(Beginning of INPUT FOR THIS TASK)
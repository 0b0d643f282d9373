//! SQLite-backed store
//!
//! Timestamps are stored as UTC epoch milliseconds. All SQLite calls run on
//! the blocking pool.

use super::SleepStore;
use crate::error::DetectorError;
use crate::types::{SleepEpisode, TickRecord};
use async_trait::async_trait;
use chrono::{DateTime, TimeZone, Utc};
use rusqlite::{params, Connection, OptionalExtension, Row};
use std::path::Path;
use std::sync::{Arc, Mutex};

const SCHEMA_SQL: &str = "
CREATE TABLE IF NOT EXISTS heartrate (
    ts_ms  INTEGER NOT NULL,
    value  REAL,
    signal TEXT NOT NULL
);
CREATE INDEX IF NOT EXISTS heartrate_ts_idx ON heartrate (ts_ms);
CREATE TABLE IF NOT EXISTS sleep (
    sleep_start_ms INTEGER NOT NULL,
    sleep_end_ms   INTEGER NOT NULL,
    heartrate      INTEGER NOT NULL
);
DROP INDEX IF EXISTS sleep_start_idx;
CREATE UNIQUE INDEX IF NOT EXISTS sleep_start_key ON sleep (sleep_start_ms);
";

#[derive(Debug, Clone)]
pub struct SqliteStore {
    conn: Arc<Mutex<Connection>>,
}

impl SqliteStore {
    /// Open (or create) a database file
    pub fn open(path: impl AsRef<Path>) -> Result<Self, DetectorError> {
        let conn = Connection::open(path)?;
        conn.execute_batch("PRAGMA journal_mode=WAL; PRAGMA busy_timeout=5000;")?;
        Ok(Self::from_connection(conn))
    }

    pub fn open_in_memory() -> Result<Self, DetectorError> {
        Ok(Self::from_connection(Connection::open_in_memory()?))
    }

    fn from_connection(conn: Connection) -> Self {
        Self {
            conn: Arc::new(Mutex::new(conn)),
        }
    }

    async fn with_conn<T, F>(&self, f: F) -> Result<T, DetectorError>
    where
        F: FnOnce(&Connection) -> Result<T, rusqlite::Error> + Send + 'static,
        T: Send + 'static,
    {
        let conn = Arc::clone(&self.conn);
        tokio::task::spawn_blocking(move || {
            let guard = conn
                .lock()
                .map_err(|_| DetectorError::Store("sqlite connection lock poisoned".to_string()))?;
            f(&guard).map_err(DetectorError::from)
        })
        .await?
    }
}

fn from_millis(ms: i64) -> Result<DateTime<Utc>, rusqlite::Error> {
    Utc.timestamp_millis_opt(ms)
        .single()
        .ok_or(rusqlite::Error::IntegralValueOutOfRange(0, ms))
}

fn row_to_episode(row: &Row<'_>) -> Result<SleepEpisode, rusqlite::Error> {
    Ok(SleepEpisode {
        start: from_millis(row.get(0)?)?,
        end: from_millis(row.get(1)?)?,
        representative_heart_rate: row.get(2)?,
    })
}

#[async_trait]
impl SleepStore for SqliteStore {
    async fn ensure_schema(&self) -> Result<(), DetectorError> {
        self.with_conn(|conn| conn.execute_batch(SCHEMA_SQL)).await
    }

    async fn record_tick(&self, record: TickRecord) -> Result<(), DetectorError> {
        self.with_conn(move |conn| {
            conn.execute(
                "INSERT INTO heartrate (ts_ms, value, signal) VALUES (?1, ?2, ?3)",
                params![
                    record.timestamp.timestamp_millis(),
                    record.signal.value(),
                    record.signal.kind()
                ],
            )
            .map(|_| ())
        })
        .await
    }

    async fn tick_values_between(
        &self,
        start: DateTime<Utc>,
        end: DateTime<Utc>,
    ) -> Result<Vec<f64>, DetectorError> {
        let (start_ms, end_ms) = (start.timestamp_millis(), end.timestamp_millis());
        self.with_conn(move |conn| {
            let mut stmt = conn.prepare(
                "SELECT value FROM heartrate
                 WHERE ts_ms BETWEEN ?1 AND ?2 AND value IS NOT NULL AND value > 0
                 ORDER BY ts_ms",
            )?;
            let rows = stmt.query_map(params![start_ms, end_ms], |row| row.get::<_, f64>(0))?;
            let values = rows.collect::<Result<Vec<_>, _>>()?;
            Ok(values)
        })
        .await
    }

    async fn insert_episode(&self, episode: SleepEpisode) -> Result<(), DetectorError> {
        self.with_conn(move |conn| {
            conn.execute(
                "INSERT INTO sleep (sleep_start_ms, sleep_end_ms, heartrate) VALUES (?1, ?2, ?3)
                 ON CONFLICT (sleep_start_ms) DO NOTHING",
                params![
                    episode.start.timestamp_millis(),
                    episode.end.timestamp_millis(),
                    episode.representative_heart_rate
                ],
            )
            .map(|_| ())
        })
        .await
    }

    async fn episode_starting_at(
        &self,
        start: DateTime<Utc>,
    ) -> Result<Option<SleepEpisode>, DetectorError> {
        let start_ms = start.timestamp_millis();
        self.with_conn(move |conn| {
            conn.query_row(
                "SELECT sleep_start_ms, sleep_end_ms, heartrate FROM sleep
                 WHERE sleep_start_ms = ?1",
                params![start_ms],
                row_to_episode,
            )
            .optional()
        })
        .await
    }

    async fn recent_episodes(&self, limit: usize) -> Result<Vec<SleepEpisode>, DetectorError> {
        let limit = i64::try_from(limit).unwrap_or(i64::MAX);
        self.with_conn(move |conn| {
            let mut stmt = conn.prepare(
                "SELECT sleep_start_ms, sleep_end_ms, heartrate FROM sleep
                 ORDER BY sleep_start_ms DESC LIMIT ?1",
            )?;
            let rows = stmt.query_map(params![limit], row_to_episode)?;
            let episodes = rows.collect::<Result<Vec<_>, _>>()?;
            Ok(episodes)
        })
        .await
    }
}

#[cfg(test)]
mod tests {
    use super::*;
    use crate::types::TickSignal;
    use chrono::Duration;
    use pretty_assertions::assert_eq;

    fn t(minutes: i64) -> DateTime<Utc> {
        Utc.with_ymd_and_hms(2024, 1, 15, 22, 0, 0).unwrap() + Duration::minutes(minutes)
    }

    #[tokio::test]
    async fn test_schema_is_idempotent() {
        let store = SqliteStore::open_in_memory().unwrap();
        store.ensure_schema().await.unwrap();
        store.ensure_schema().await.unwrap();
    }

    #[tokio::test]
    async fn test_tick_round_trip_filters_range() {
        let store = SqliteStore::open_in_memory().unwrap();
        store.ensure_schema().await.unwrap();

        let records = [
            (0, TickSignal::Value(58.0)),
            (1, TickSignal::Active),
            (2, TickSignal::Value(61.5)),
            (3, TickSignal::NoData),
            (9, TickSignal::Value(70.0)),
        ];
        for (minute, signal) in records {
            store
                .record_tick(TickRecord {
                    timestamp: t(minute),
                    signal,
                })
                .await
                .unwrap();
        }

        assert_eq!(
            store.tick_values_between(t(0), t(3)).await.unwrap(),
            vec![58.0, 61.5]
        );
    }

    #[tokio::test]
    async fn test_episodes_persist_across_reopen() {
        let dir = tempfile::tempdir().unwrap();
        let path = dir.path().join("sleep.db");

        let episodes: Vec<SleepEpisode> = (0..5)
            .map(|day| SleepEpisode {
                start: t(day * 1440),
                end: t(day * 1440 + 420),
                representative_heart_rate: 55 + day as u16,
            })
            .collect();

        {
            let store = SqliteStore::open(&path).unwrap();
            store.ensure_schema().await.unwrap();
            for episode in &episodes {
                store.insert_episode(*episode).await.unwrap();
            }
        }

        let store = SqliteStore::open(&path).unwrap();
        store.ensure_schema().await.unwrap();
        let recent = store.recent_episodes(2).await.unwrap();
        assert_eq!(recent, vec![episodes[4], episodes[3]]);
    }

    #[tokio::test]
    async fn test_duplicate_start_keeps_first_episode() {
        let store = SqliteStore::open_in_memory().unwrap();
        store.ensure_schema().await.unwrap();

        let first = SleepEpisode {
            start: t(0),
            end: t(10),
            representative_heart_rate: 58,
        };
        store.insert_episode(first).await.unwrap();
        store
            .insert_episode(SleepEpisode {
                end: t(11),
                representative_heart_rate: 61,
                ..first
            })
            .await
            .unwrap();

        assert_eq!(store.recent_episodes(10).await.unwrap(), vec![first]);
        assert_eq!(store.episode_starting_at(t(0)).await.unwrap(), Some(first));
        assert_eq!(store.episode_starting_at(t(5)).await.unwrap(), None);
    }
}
(End of INPUT FOR THIS TASK)
- [EXERCISE]: Extract the lines above, from the first one through the one containing "pub fn open_in_memory()", and return only those, unchanged.

- [SOLUTION TO THE PROBLEM]:
repository 0b0d643f282d9373
//! SQLite-backed store
//!
//! Timestamps are stored as UTC epoch milliseconds. All SQLite calls run on
//! the blocking pool.

use super::SleepStore;
use crate::error::DetectorError;
use crate::types::{SleepEpisode, TickRecord};
use async_trait::async_trait;
use chrono::{DateTime, TimeZone, Utc};
use rusqlite::{params, Connection, OptionalExtension, Row};
use std::path::Path;
use std::sync::{Arc, Mutex};

const SCHEMA_SQL: &str = "
CREATE TABLE IF NOT EXISTS heartrate (
    ts_ms  INTEGER NOT NULL,
    value  REAL,
    signal TEXT NOT NULL
);
CREATE INDEX IF NOT EXISTS heartrate_ts_idx ON heartrate (ts_ms);
CREATE TABLE IF NOT EXISTS sleep (
    sleep_start_ms INTEGER NOT NULL,
    sleep_end_ms   INTEGER NOT NULL,
    heartrate      INTEGER NOT NULL
);
DROP INDEX IF EXISTS sleep_start_idx;
CREATE UNIQUE INDEX IF NOT EXISTS sleep_start_key ON sleep (sleep_start_ms);
";

#[derive(Debug, Clone)]
pub struct SqliteStore {
    conn: Arc<Mutex<Connection>>,
}

impl SqliteStore {
    /// Open (or create) a database file
    pub fn open(path: impl AsRef<Path>) -> Result<Self, DetectorError> {
        let conn = Connection::open(path)?;
        conn.execute_batch("PRAGMA journal_mode=WAL; PRAGMA busy_timeout=5000;")?;
        Ok(Self::from_connection(conn))
    }

    pub fn open_in_memory() -> Result<Self, DetectorError> {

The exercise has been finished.